> Your instructions
The task calls for each line of the records below in which the word "candidate" appears.

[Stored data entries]
──────────────────────────────
//! Hybrid retrieval, re-ranking and summarization
//!
//! Lexical filters (BM25 and TF-IDF) gate the dense vector search; the gated
//! list is re-ranked and cut to the requested size, and the survivors are
//! summarized in a bounded worker pool.

mod deduplication;
mod hybrid;
mod reranker;
mod summary;

pub use deduplication::{dedup_ids, sanitize_ranking};
pub use hybrid::{Corpus, HybridRetriever, RetrievalOutcome, RetrievalRequest};
pub use reranker::{create_reranker, CrossEncoderReranker, PassthroughReranker, Reranker};
pub use summary::SummaryPool;
//! OpenAI-compatible chat-completions client
use serde::Deserialize;
use serde_json::{json, Value};
use std::time::Duration;
use tracing::{debug, warn};

use super::{ChatBackend, LlmError};
use crate::config::LlmConfig;

#[derive(Deserialize)]
struct ChatResponse {
    #[serde(default)]
    choices: Vec<Choice>,
}

#[derive(Deserialize)]
struct Choice {
    message: Message,
}

#[derive(Deserialize)]
struct Message {
    content: Option<String>,
}

/// Sends one user message per call and asks for a JSON object back.
///
/// A reply that is not valid JSON is wrapped as `{"content": <text>}` so the
/// caller's schema check decides what to do with it.
pub struct OpenAiChatClient {
    client: reqwest::blocking::Client,
    endpoint: String,
    api_key: String,
    model: String,
    temperature: f32,
    max_completion_tokens: u32,
}

impl OpenAiChatClient {
    pub fn new(
        base_url: &str,
        api_key: impl Into<String>,
        model: impl Into<String>,
        temperature: f32,
        max_completion_tokens: u32,
        timeout_secs: u64,
    ) -> Result<Self, LlmError> {
        let client = reqwest::blocking::Client::builder()
            .timeout(Duration::from_secs(timeout_secs.max(1)))
            .build()
            .map_err(|e| LlmError::Client(e.to_string()))?;

        Ok(Self {
            client,
            endpoint: format!("{}/chat/completions", base_url.trim_end_matches('/')),
            api_key: api_key.into(),
            model: model.into(),
            temperature,
            max_completion_tokens,
        })
    }

    /// Build from config, reading the key from `config.api_key_env`
    pub fn from_config(config: &LlmConfig) -> Result<Self, LlmError> {
        let api_key = std::env::var(&config.api_key_env)
            .ok()
            .filter(|k| !k.trim().is_empty())
            .ok_or_else(|| LlmError::MissingApiKey(config.api_key_env.clone()))?;

        Self::new(
            &config.base_url,
            api_key,
            &config.model,
            config.temperature,
            config.max_completion_tokens,
            config.timeout_secs,
        )
    }
}

impl ChatBackend for OpenAiChatClient {
    fn complete_json(&self, prompt: &str, content: &str) -> Result<Value, LlmError> {
        let body = json!({
            "model": self.model,
            "messages": [{
                "role": "user",
                "content": format!("{}\n\nHere is the data:\n{}", prompt, content),
            }],
            "response_format": { "type": "json_object" },
            "temperature": self.temperature,
            "max_completion_tokens": self.max_completion_tokens,
        });

        debug!("Sending chat completion request to {}", self.endpoint);
        let response = self
            .client
            .post(&self.endpoint)
            .bearer_auth(&self.api_key)
            .json(&body)
            .send()
            .map_err(|e| LlmError::Request(e.to_string()))?;

        let status = response.status();
        if !status.is_success() {
            let body = response.text().unwrap_or_default();
            return Err(LlmError::Status {
                status: status.as_u16(),
                body,
            });
        }

        let parsed: ChatResponse = response
            .json()
            .map_err(|e| LlmError::Response(e.to_string()))?;

        let text = parsed
            .choices
            .into_iter()
            .next()
            .and_then(|choice| choice.message.content)
            .ok_or_else(|| LlmError::Response("no content in response".to_string()))?;

        match serde_json::from_str(&text) {
            Ok(value) => Ok(value),
            Err(e) => {
                warn!("LLM reply is not JSON ({}), wrapping it as content", e);
                Ok(json!({ "content": text }))
            }
        }
    }
}

#[cfg(test)]
mod tests {
    use super::*;
    use httpmock::prelude::*;

    fn client(server: &MockServer) -> OpenAiChatClient {
        OpenAiChatClient::new(&server.base_url(), "test-key", "gpt-4o", 0.0, 2048, 5).unwrap()
    }

    fn completion(content: &str) -> Value {
        json!({
            "id": "chatcmpl-1",
            "choices": [{ "index": 0, "message": { "role": "assistant", "content": content } }]
        })
    }

    #[test]
    fn test_parses_json_reply() {
        let server = MockServer::start();
        let mock = server.mock(|when, then| {
            when.method(POST)
                .path("/chat/completions")
                .header("authorization", "Bearer test-key");
            then.status(200)
                .header("content-type", "application/json")
                .json_body(completion(r#"{"expanded_query": "rust engineer", "total_resume": 3}"#));
        });

        let value = client(&server).complete_json("prompt", "rust dev").unwrap();

        mock.assert();
        assert_eq!(value["expanded_query"], "rust engineer");
        assert_eq!(value["total_resume"], 3);
    }

    #[test]
    fn test_plain_text_reply_is_wrapped() {
        let server = MockServer::start();
        server.mock(|when, then| {
            when.method(POST).path("/chat/completions");
            then.status(200)
                .header("content-type", "application/json")
                .json_body(completion("Strong backend candidate."));
        });

        let value = client(&server).complete_json("prompt", "resume").unwrap();
        assert_eq!(value, json!({ "content": "Strong backend candidate." }));
    }

    #[test]
    fn test_http_error_status() {
        let server = MockServer::start();
        server.mock(|when, then| {
            when.method(POST).path("/chat/completions");
            then.status(429).body("rate limited");
        });

        let result = client(&server).complete_json("prompt", "resume");
        assert!(matches!(result, Err(LlmError::Status { status: 429, .. })));
    }

    #[test]
    fn test_empty_choices() {
        let server = MockServer::start();
        server.mock(|when, then| {
            when.method(POST).path("/chat/completions");
            then.status(200)
                .header("content-type", "application/json")
                .json_body(json!({ "choices": [] }));
        });

        let result = client(&server).complete_json("prompt", "resume");
        assert!(matches!(result, Err(LlmError::Response(_))));
    }

    #[test]
    fn test_missing_api_key() {
        let config = LlmConfig {
            enabled: true,
            api_key_env: "TALENTSIFT_TEST_KEY_THAT_IS_NOT_SET".to_string(),
            ..crate::config::Config::default().llm
        };
        assert!(matches!(
            OpenAiChatClient::from_config(&config),
            Err(LlmError::MissingApiKey(_))
        ));
    }
}
use crate::config::Config;
use crate::error::{Result, SiftError, ValidationError};

const RERANKERS: [&str; 3] = ["llm", "cross-encoder", "none"];
const OUTPUT_FORMATS: [&str; 2] = ["json", "csv"];

/// Configuration validator
pub struct ConfigValidator;

impl ConfigValidator {
    /// Validate the configuration, collecting every violation
    pub fn validate(config: &Config) -> Result<()> {
        let mut errors = Vec::new();

        Self::validate_schema_version(config, &mut errors);
        Self::validate_ingest(config, &mut errors);
        Self::validate_embedding(config, &mut errors);
        Self::validate_retrieval(config, &mut errors);
        Self::validate_llm(config, &mut errors);
        Self::validate_summary(config, &mut errors);
        Self::validate_output(config, &mut errors);

        if errors.is_empty() {
            Ok(())
        } else {
            Err(SiftError::ConfigValidation { errors })
        }
    }

    fn validate_schema_version(config: &Config, errors: &mut Vec<ValidationError>) {
        let version = &config.meta.schema_version;
        if version != "1.0.0" {
            errors.push(ValidationError::new(
                "_meta.schema_version",
                format!("Unsupported schema version: {}", version),
            ));
        }
    }

    fn validate_ingest(config: &Config, errors: &mut Vec<ValidationError>) {
        if config.ingest.csv_columns.is_empty() {
            errors.push(ValidationError::new(
                "ingest.csv_columns",
                "At least one CSV column is required",
            ));
        }

        if config.ingest.pdftotext_bin.is_empty() {
            errors.push(ValidationError::new(
                "ingest.pdftotext_bin",
                "pdftotext binary cannot be empty",
            ));
        }
    }

    fn validate_embedding(config: &Config, errors: &mut Vec<ValidationError>) {
        if config.embedding.model.is_empty() {
            errors.push(ValidationError::new(
                "embedding.model",
                "Model name cannot be empty",
            ));
        }

        if config.embedding.dimension == 0 {
            errors.push(ValidationError::new(
                "embedding.dimension",
                "Vector dimension must be greater than 0",
            ));
        }
    }

    fn validate_retrieval(config: &Config, errors: &mut Vec<ValidationError>) {
        let pct = config.retrieval.top_percentage;
        if !(pct > 0.0 && pct <= 1.0) {
            errors.push(ValidationError::new(
                "retrieval.top_percentage",
                format!("Top percentage must be in (0.0, 1.0], got {}", pct),
            ));
        }

        if config.retrieval.top_n_vector == 0 {
            errors.push(ValidationError::new(
                "retrieval.top_n_vector",
                "Vector search size must be greater than 0",
            ));
        }

        if config.retrieval.default_result_limit == 0 {
            errors.push(ValidationError::new(
                "retrieval.default_result_limit",
                "Result limit must be greater than 0",
            ));
        }

        let reranker = &config.retrieval.reranker;
        if !RERANKERS.contains(&reranker.as_str()) {
            errors.push(ValidationError::new(
                "retrieval.reranker",
                format!("Reranker must be one of {:?}, got '{}'", RERANKERS, reranker),
            ));
        }
    }

    fn validate_llm(config: &Config, errors: &mut Vec<ValidationError>) {
        // If LLM is enabled, validate API key environment variable is set
        if config.llm.enabled {
            let env_var = &config.llm.api_key_env;
            match std::env::var(env_var) {
                Ok(key) if key.is_empty() => {
                    errors.push(ValidationError::new(
                        "llm.api_key_env",
                        format!("Environment variable {} is empty", env_var),
                    ));
                }
                Ok(_) => {}
                Err(_) => {
                    errors.push(ValidationError::new(
                        "llm.api_key_env",
                        format!("Environment variable {} is not set", env_var),
                    ));
                }
            }
        }

        let temp = config.llm.temperature;
        if !(0.0..=2.0).contains(&temp) {
            errors.push(ValidationError::new(
                "llm.temperature",
                format!("Temperature must be between 0.0 and 2.0, got {}", temp),
            ));
        }

        if config.llm.base_url.is_empty() {
            errors.push(ValidationError::new(
                "llm.base_url",
                "Base URL cannot be empty",
            ));
        }
    }

    fn validate_summary(config: &Config, errors: &mut Vec<ValidationError>) {
        if config.summary.max_workers == 0 {
            errors.push(ValidationError::new(
                "summary.max_workers",
                "Worker count must be greater than 0",
            ));
        }
    }

    fn validate_output(config: &Config, errors: &mut Vec<ValidationError>) {
        let format = &config.output.format;
        if !OUTPUT_FORMATS.contains(&format.as_str()) {
            errors.push(ValidationError::new(
                "output.format",
                format!(
                    "Format must be one of {:?}, got '{}'",
                    OUTPUT_FORMATS, format
                ),
            ));
        }
    }
}

#[cfg(test)]
mod tests {
    use super::*;

    #[test]
    fn test_valid_config() {
        let config = Config::default();
        assert!(ConfigValidator::validate(&config).is_ok());
    }

    #[test]
    fn test_invalid_top_percentage() {
        let mut config = Config::default();
        config.retrieval.top_percentage = 0.0;
        assert!(ConfigValidator::validate(&config).is_err());

        config.retrieval.top_percentage = 1.5;
        assert!(ConfigValidator::validate(&config).is_err());
    }

    #[test]
    fn test_unknown_reranker() {
        let mut config = Config::default();
        config.retrieval.reranker = "magic".to_string();
        assert!(ConfigValidator::validate(&config).is_err());
    }

    #[test]
    fn test_collects_all_errors() {
        let mut config = Config::default();
        config.summary.max_workers = 0;
        config.output.format = "xlsx".to_string();
        config.embedding.dimension = 0;

        match ConfigValidator::validate(&config) {
            Err(SiftError::ConfigValidation { errors }) => assert_eq!(errors.len(), 3),
            other => panic!("expected validation failure, got {:?}", other),
        }
    }
}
──────────────────────────────
> Reply to the task
                .json_body(completion("Strong backend candidate."));
        assert_eq!(value, json!({ "content": "Strong backend candidate." }));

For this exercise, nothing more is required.